Since leaving Bakersfield on March 6th with our core group of seven marchers, we have covered 265 miles as of Sunday and stopped at 22 different sites in the San Joaquin Valley on our way to the state capitol in Sacramento, where we will hold a massive rally on April 21. More than 1,500 Californians have marched with us part of the way, and more will join us as we walk the rest of the way.

We draw inspiration for this walk from the famous marches for justice in the 1960s and particularly the 1966 march from Delano to Sacramento by Cesar Chavez and the United Farm Workers. We are covering much of the same ground.

The farm workers of California had become the invisible element in the great agricultural boom of the Valley - and the large agribusiness corporations liked it just fine. Exploitation translated into higher profits. Most Californians were either unaware of the problems (no minimum wage, no overtime, no collective bargaining rights, long hours, no medical care and poor working conditions) or preferred to ignore it. Chavez's march up California Highway 99 to the Capitol grew stronger by the day and became a visible picture of the unseen costs associated with the fruit and vegetables we bought everyday. That march did not end the problem, but it was the tipping point in changing the dynamic for farm workers.
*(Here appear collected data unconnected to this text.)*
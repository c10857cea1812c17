//! Error types surfaced by the engine client.

use reqwest::StatusCode;

/// Unified shape for every HTTP-level failure reported by the engine.
#[derive(Debug, Clone, PartialEq, Eq)]
pub struct NormalizedError {
    /// HTTP status code, always in the 400..=599 range.
    pub status_code: u16,
    /// Short label for the status, e.g. "Not Found".
    pub error: String,
    /// Serialized response body.
    pub message: String,
}

impl NormalizedError {
    /// Builds an error for `status` with the conventional label for that code.
    ///
    /// Codes outside the error range cannot be represented and become 500.
    pub fn new(status: u16, message: impl Into<String>) -> Self {
        let status_code = if (400..=599).contains(&status) {
            status
        } else {
            500
        };
        Self {
            status_code,
            error: status_label(status_code).to_string(),
            message: message.into(),
        }
    }

    /// Same as [`NormalizedError::new`] but keeps a server supplied label.
    pub fn with_label(status: u16, label: impl Into<String>, message: impl Into<String>) -> Self {
        let mut err = Self::new(status, message);
        if err.status_code == status {
            err.error = label.into();
        }
        err
    }

    pub fn is_unauthorized(&self) -> bool {
        self.status_code == StatusCode::UNAUTHORIZED.as_u16()
    }
}

/// Conventional reason phrase for a status code.
pub fn status_label(status: u16) -> &'static str {
    StatusCode::from_u16(status)
        .ok()
        .and_then(|s| s.canonical_reason())
        .unwrap_or("Unknown")
}

impl std::fmt::Display for NormalizedError {
    fn fmt(&self, f: &mut std::fmt::Formatter<'_>) -> std::fmt::Result {
        write!(f, "{} {}: {}", self.status_code, self.error, self.message)
    }
}

impl std::error::Error for NormalizedError {}

/// Errors returned by [`crate::client::EngineClient`].
#[derive(Debug)]
pub enum EngineError {
    /// The transport failed before any response was produced. The inner
    /// error is exactly what the transport returned.
    Transport(anyhow::Error),
    /// The engine answered with an error status.
    Http(NormalizedError),
    /// The auth endpoint answered 2xx but without usable credentials.
    InvalidAuthResponse(String),
}

impl EngineError {
    /// The status code for HTTP-level failures.
    pub fn status_code(&self) -> Option<u16> {
        match self {
            EngineError::Http(err) => Some(err.status_code),
            _ => None,
        }
    }

    pub fn as_normalized(&self) -> Option<&NormalizedError> {
        match self {
            EngineError::Http(err) => Some(err),
            _ => None,
        }
    }
}

impl std::fmt::Display for EngineError {
    fn fmt(&self, f: &mut std::fmt::Formatter<'_>) -> std::fmt::Result {
        match self {
            EngineError::Transport(err) => write!(f, "Transport error: {:#}", err),
            EngineError::Http(err) => write!(f, "Engine error: {}", err),
            EngineError::InvalidAuthResponse(msg) => {
                write!(f, "Invalid auth response: {}", msg)
            }
        }
    }
}

impl std::error::Error for EngineError {
    fn source(&self) -> Option<&(dyn std::error::Error + 'static)> {
        match self {
            EngineError::Transport(err) => Some(&**err),
            EngineError::Http(err) => Some(err),
            EngineError::InvalidAuthResponse(_) => None,
        }
    }
}

#[cfg(test)]
mod tests {
    use super::*;

    #[test]
    fn test_normalized_error_uses_canonical_label() {
        let err = NormalizedError::new(404, "{}");
        assert_eq!(err.status_code, 404);
        assert_eq!(err.error, "Not Found");
        assert_eq!(err.message, "{}");
    }

    #[test]
    fn test_normalized_error_coerces_non_error_status() {
        let err = NormalizedError::new(200, "ok");
        assert_eq!(err.status_code, 500);
        assert_eq!(err.error, "Internal Server Error");

        let err = NormalizedError::new(999, "x");
        assert_eq!(err.status_code, 500);
    }

    #[test]
    fn test_with_label_keeps_server_label() {
        let err = NormalizedError::with_label(418, "Teapot", "body");
        assert_eq!(err.error, "Teapot");

        // Label is dropped when the status had to be coerced
        let err = NormalizedError::with_label(302, "Found", "body");
        assert_eq!(err.status_code, 500);
        assert_eq!(err.error, "Internal Server Error");
    }

    #[test]
    fn test_status_label_unknown() {
        assert_eq!(status_label(599), "Unknown");
        assert_eq!(status_label(401), "Unauthorized");
    }

    #[test]
    fn test_engine_error_display() {
        let err = EngineError::Http(NormalizedError::new(503, "\"down\""));
        assert!(err.to_string().contains("503"));
        assert!(err.to_string().contains("Service Unavailable"));
        assert_eq!(err.status_code(), Some(503));

        let err = EngineError::Transport(anyhow::anyhow!("connection refused"));
        assert!(err.to_string().contains("connection refused"));
        assert_eq!(err.status_code(), None);
        assert!(err.as_normalized().is_none());
    }
}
Today we are in need of another game changer in California. Lawmakers in Sacramento look inept and are viewed as a laughingstock by the whole country. This is due to the state's undemocratic requirements for two thirds of the legislature, rather than a simple majority, to pass a budget or restore fair taxes on corporations and the wealthiest among us. California is paying a heavy price.

Certainly, our walk has allowed us to see ample evidence of the crisis: crumbling road and irrigation systems, high unemployment, foreclosed houses everywhere, overcrowded classrooms courtesy of teacher layoffs, people living under highway overpasses with few social services available, fallow farm fields and closed processing plants, to name just a few. About the only thing growing seems to be the number of new prisons in the Valley, an ironic epitome of the problem.

Our hope is that this march, which actually covers more ground than the original UFW march, and the final climatic rally on the steps of the capitol will have a similar long-term impact. We hope that the elements of the crisis in public education, public health, and public safety that we are talking about at every stop will become visible to the voters of California, in much the same way the farmworkers' march helped the people of California and nation awaken to their plight.

We are marching instead of just writing letters or lobbying or picketing because the traditional protest methods have not worked. The march, with its longer shelf life and the physical commitment and personal sacrifice involved, sends a powerful message of urgency.

I view myself as a legacy of the California system when it worked. I went to school in the 1950s when our school system was ranked as one of the best in the nation. When it was my time to go to college, it was free at the state university system. The theory back then was that if we had an educated electorate, they'd be more productive, more supportive of the state, not in trouble. I think that worked. They gave me a free education, and I came back and worked my entire life in the state. I've owned businesses here. I've taught in our schools.

I think I've more than returned the investment. But we've kind of lost track of that. At one time we were a selfless society in California. We seem to have become more selfish. That's unfortunate, because we're losing track of the dream.

If the March changes California's future, my 48 days away from home will be a cheap sacrifice.

Gavin Riley is a retired teacher of 37 years. He lives in Los Angeles with his wife, Barbra.